Spoken by Krishna ★ Essential verse · Verse 7 of 28

तस्माद्सर्वेषु कालेषु मामनुस्मर युध्य च | मय्यर्पितमनोबुद्धिर्मामेवैष्यस्यसंशयम् ||७||

tasmāt sarveṣu kāleṣu mām anusmara yudhya ca | mayy arpita-mano-buddhir mām evaiṣyasy asaṃśayam || 7 ||

Therefore remember Me at all times and fight — mind and intellect fixed on Me, you will come to Me without doubt.

Word by word (3)
tasmāt sarveṣu kāleṣu mām anusmara yudhya ca
— Therefore, at all times, remember Me; and fight · tasmāt = therefore (from tad = that + ablative suffix — tasmāt = from that, therefore; this is the crucial inference: V6's principle demands V7's practice). sarveṣu kāleṣu = at all times (sarva = all; kāla = time; sarveṣu kāleṣu = in all times, at every moment — locative plural, indicating continuous temporal scope). mām = Me (objective case — not 'God in general' but specifically Krishna). anusmara = remember continually (anu = after, along, following — anusmara = remember continuously, keep remembering — stronger than smara alone; suggests ongoing continuous remembrance, not a single act). yudhya = fight (second person singular imperative from √yudh = to fight — 'fight!' — Arjuna's duty as a warrior is not suspended but integrated with the practice of remembrance). ca = and (connecting anusmara and yudhya — remember AND fight; the two are not alternatives but simultaneous). The teaching: the tasmāt (therefore) is the structural key — V6 showed that constant bhāva shapes the departure; V7's logical conclusion is: make Krishna the constant bhāva, while performing one's duty (yudhya).
mayy arpita-mano-buddhiḥ mām evaiṣyasi asaṃśayam
— With mind and intellect surrendered to Me — you will come to Me alone, without doubt · mayy = in Me (mayi = locative of aham — 'in Me', the ground and recipient). arpita = surrendered, placed (from √ṛ = to place, dedicate — arpita = placed in, dedicated to, offered to). mano-buddhiḥ = mind and intellect (manas = the lower-processing, emotional, willing mind; buddhi = the higher discriminating intellect — together they cover the full cognitive apparatus).
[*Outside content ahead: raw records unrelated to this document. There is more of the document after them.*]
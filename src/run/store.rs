//! Run persistence boundary and the in-memory implementation.

use std::collections::HashMap;
use std::sync::Arc;

use async_trait::async_trait;
use chrono::Utc;
use tokio::sync::RwLock;

use super::{Run, RunId, RunStatus, Step};
use crate::error::{OrchestrationError, RunError};
use crate::llm::TokenUsage;

/// Terminal or running transition written by the engine and the queue.
#[derive(Debug, Clone, Default)]
pub struct StatusUpdate {
    pub status: Option<RunStatus>,
    pub final_output: Option<String>,
    pub structured_output: Option<serde_json::Value>,
    pub truncated: bool,
    pub error: Option<RunError>,
}

impl StatusUpdate {
    pub fn running() -> Self {
        Self {
            status: Some(RunStatus::Running),
            ..Self::default()
        }
    }

    pub fn completed(
        final_output: Option<String>,
        structured_output: Option<serde_json::Value>,
        truncated: bool,
    ) -> Self {
        Self {
            status: Some(RunStatus::Completed),
            final_output,
            structured_output,
            truncated,
            error: None,
        }
    }

    /// Cancellation maps to `cancelled`, everything else to `failed`.
    pub fn from_error(error: &OrchestrationError) -> Self {
        let status = match error {
            OrchestrationError::Cancelled => RunStatus::Cancelled,
            _ => RunStatus::Failed,
        };
        Self {
            status: Some(status),
            error: Some(error.to_run_error()),
            ..Self::default()
        }
    }

    fn target(&self) -> RunStatus {
        self.status.unwrap_or(RunStatus::Running)
    }
}

/// Run store trait - implemented by all storage backends.
///
/// Every write is keyed by the run identity. Writes against a terminal run
/// are refused so a finished record never changes.
#[async_trait]
pub trait RunStore: Send + Sync {
    /// Insert a new run (normally `queued`).
    async fn save_run(&self, run: &Run) -> Result<(), String>;

    /// Append a step; its `seq` must equal the current step count.
    async fn append_step(&self, run_id: RunId, step: Step) -> Result<(), String>;

    async fn record_usage(&self, run_id: RunId, usage: &TokenUsage) -> Result<(), String>;

    async fn add_warning(&self, run_id: RunId, warning: &str) -> Result<(), String>;

    /// Returns `Ok(false)` when the run was already terminal and nothing changed.
    async fn update_run_status(&self, run_id: RunId, update: StatusUpdate)
        -> Result<bool, String>;

    async fn get_run(&self, run_id: RunId) -> Result<Option<Run>, String>;

    /// List runs, newest first.
    async fn list_runs(&self, limit: usize, offset: usize) -> Result<Vec<Run>, String>;

    /// Nested runs started by `parent`, oldest first.
    async fn list_children(&self, parent: RunId) -> Result<Vec<Run>, String>;
}

#[derive(Clone)]
pub struct InMemoryRunStore {
    runs: Arc<RwLock<HashMap<RunId, Run>>>,
}

impl InMemoryRunStore {
    pub fn new() -> Self {
        Self {
            runs: Arc::new(RwLock::new(HashMap::new())),
        }
    }
}

impl Default for InMemoryRunStore {
    fn default() -> Self {
        Self::new()
    }
}

fn live_run(runs: &mut HashMap<RunId, Run>, id: RunId) -> Result<&mut Run, String> {
    let run = runs
        .get_mut(&id)
        .ok_or_else(|| format!("Run {} not found", id))?;
    if run.status.is_terminal() {
        return Err(format!("Run {} is already {}", id, run.status));
    }
    Ok(run)
}

#[async_trait]
impl RunStore for InMemoryRunStore {
    async fn save_run(&self, run: &Run) -> Result<(), String> {
        let mut runs = self.runs.write().await;
        if runs.contains_key(&run.id) {
            return Err(format!("Run {} already exists", run.id));
        }
        runs.insert(run.id, run.clone());
        Ok(())
    }

    async fn append_step(&self, run_id: RunId, step: Step) -> Result<(), String> {
        let mut runs = self.runs.write().await;
        let run = live_run(&mut runs, run_id)?;
        let expected = run.steps.len() as u32;
        if step.seq != expected {
            return Err(format!(
                "Run {} expected step {}, got {}",
                run_id, expected, step.seq
            ));
        }
        run.steps.push(step);
        Ok(())
    }

    async fn record_usage(&self, run_id: RunId, usage: &TokenUsage) -> Result<(), String> {
        let mut runs = self.runs.write().await;
        live_run(&mut runs, run_id)?.usage.add(usage);
        Ok(())
    }

    async fn add_warning(&self, run_id: RunId, warning: &str) -> Result<(), String> {
        let mut runs = self.runs.write().await;
        live_run(&mut runs, run_id)?
            .warnings
            .push(warning.to_string());
        Ok(())
    }

    async fn update_run_status(
        &self,
        run_id: RunId,
        update: StatusUpdate,
    ) -> Result<bool, String> {
        let mut runs = self.runs.write().await;
        let run = runs
            .get_mut(&run_id)
            .ok_or_else(|| format!("Run {} not found", run_id))?;
        if run.status.is_terminal() {
            return Ok(false);
        }

        let status = update.target();
        let now = Utc::now();
        run.status = status;
        if status == RunStatus::Running {
            run.started_at.get_or_insert(now);
            return Ok(true);
        }
        run.completed_at = Some(now);
        if update.final_output.is_some() {
            run.final_output = update.final_output;
        }
        run.structured_output = update.structured_output;
        run.truncated = update.truncated;
        run.error = update.error;
        Ok(true)
    }

    async fn get_run(&self, run_id: RunId) -> Result<Option<Run>, String> {
        Ok(self.runs.read().await.get(&run_id).cloned())
    }

    async fn list_runs(&self, limit: usize, offset: usize) -> Result<Vec<Run>, String> {
        let mut runs: Vec<Run> = self.runs.read().await.values().cloned().collect();
        runs.sort_by(|a, b| b.created_at.cmp(&a.created_at));
        Ok(runs.into_iter().skip(offset).take(limit).collect())
    }

    async fn list_children(&self, parent: RunId) -> Result<Vec<Run>, String> {
        let mut children: Vec<Run> = self
            .runs
            .read()
            .await
            .values()
            .filter(|r| r.parent_run_id == Some(parent))
            .cloned()
            .collect();
        children.sort_by(|a, b| a.created_at.cmp(&b.created_at));
        Ok(children)
    }
}

#[cfg(test)]
mod tests {
    use super::*;
    use crate::run::{RunRequest, StepKind};

    fn text_step(seq: u32) -> Step {
        Step {
            seq,
            kind: StepKind::ModelText {
                text: format!("step {}", seq),
            },
            duration_ms: 0,
            at: Utc::now(),
        }
    }

    async fn queued_run(store: &InMemoryRunStore) -> RunId {
        let id = RunId::new();
        store
            .save_run(&Run::queued(id, &RunRequest::new("default/agent", "hi")))
            .await
            .expect("Failed to save run");
        id
    }

    #[tokio::test]
    async fn test_steps_must_be_gap_free() {
        let store = InMemoryRunStore::new();
        let id = queued_run(&store).await;

        store
            .append_step(id, text_step(0))
            .await
            .expect("Failed to append step 0");
        assert!(store.append_step(id, text_step(2)).await.is_err());
        assert!(store.append_step(id, text_step(0)).await.is_err());
        store
            .append_step(id, text_step(1))
            .await
            .expect("Failed to append step 1");

        let run = store.get_run(id).await.expect("get").expect("run exists");
        let seqs: Vec<u32> = run.steps.iter().map(|s| s.seq).collect();
        assert_eq!(seqs, vec![0, 1]);
    }

    #[tokio::test]
    async fn test_terminal_run_is_immutable() {
        let store = InMemoryRunStore::new();
        let id = queued_run(&store).await;

        assert!(store
            .update_run_status(id, StatusUpdate::running())
            .await
            .expect("running"));
        assert!(store
            .update_run_status(id, StatusUpdate::completed(Some("done".into()), None, false))
            .await
            .expect("completed"));

        let changed = store
            .update_run_status(id, StatusUpdate::from_error(&OrchestrationError::Cancelled))
            .await
            .expect("update");
        assert!(!changed);
        assert!(store.append_step(id, text_step(0)).await.is_err());
        assert!(store
            .record_usage(id, &TokenUsage::new(1, 1))
            .await
            .is_err());

        let run = store.get_run(id).await.expect("get").expect("run exists");
        assert_eq!(run.status, RunStatus::Completed);
        assert_eq!(run.final_output.as_deref(), Some("done"));
        assert!(run.started_at.is_some());
        assert!(run.completed_at.is_some());
    }

    #[tokio::test]
    async fn test_usage_accumulates() {
        let store = InMemoryRunStore::new();
        let id = queued_run(&store).await;
        store
            .record_usage(id, &TokenUsage::new(10, 5))
            .await
            .expect("usage");
        store
            .record_usage(id, &TokenUsage::new(3, 2))
            .await
            .expect("usage");
        let run = store.get_run(id).await.expect("get").expect("run exists");
        assert_eq!(run.usage, TokenUsage::new(13, 7));
    }

    #[tokio::test]
    async fn test_list_children() {
        let store = InMemoryRunStore::new();
        let parent = queued_run(&store).await;
        let child = RunId::new();
        store
            .save_run(
                &Run::queued(child, &RunRequest::new("default/helper", "task"))
                    .with_parent(parent, 1),
            )
            .await
            .expect("save child");

        let children = store.list_children(parent).await.expect("children");
        assert_eq!(children.len(), 1);
        assert_eq!(children[0].id, child);
        assert_eq!(children[0].depth, 1);
        assert!(store.save_run(&children[0]).await.is_err());
    }
}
So: mayy arpita-mano-buddhiḥ = one whose mind (manas) and intellect (buddhi) are placed/surrendered into Me. mām eva = Me alone (emphatic — the same 'alone' as V5's mām eva smaran). eṣyasi = you will come (future tense, second person singular from √i = to go — 'you will come to'). asaṃśayam = without doubt (a = not; saṃśaya = doubt — 'certainly, without any doubt'). The assurance echoes V5's 'nāsty atra saṃśayaḥ' — both verses close with the same absolute certainty. V7 is the practical bridge: do this (mām anusmara + yudhya) and the result (mām evaiṣyasi) is guaranteed (asaṃśayam).
The synthesis of mām anusmara and yudhya — contemplation and action as one
— Remember Me AND fight — not alternately, but simultaneously; this is karma yoga's highest formulation · V7's command is syntactically simple but philosophically radical: mām anusmara yudhya ca — 'remember Me and fight.' The 'and' (ca) is the most important word in the verse. It is not 'remember Me instead of fighting' (renunciation) nor 'fight as your sole duty and remember Me sometimes' (distracted action). It is both simultaneously — the integration that is the entire Gita's teaching compressed into two words. This is the karma yoga teaching from Ch.3-4 arriving at its fullest expression: act with complete engagement (yudhya — fight!) while holding the Divine as the constant inner orientation (mām anusmara). The warrior who fights AND remembers Krishna simultaneously embodies V6's sadā tad-bhāva-bhāvitaḥ: being constantly formed by Krishna while fully engaged in action. This integration — action with inner remembrance — is the Gita's distinctive contribution to spiritual life.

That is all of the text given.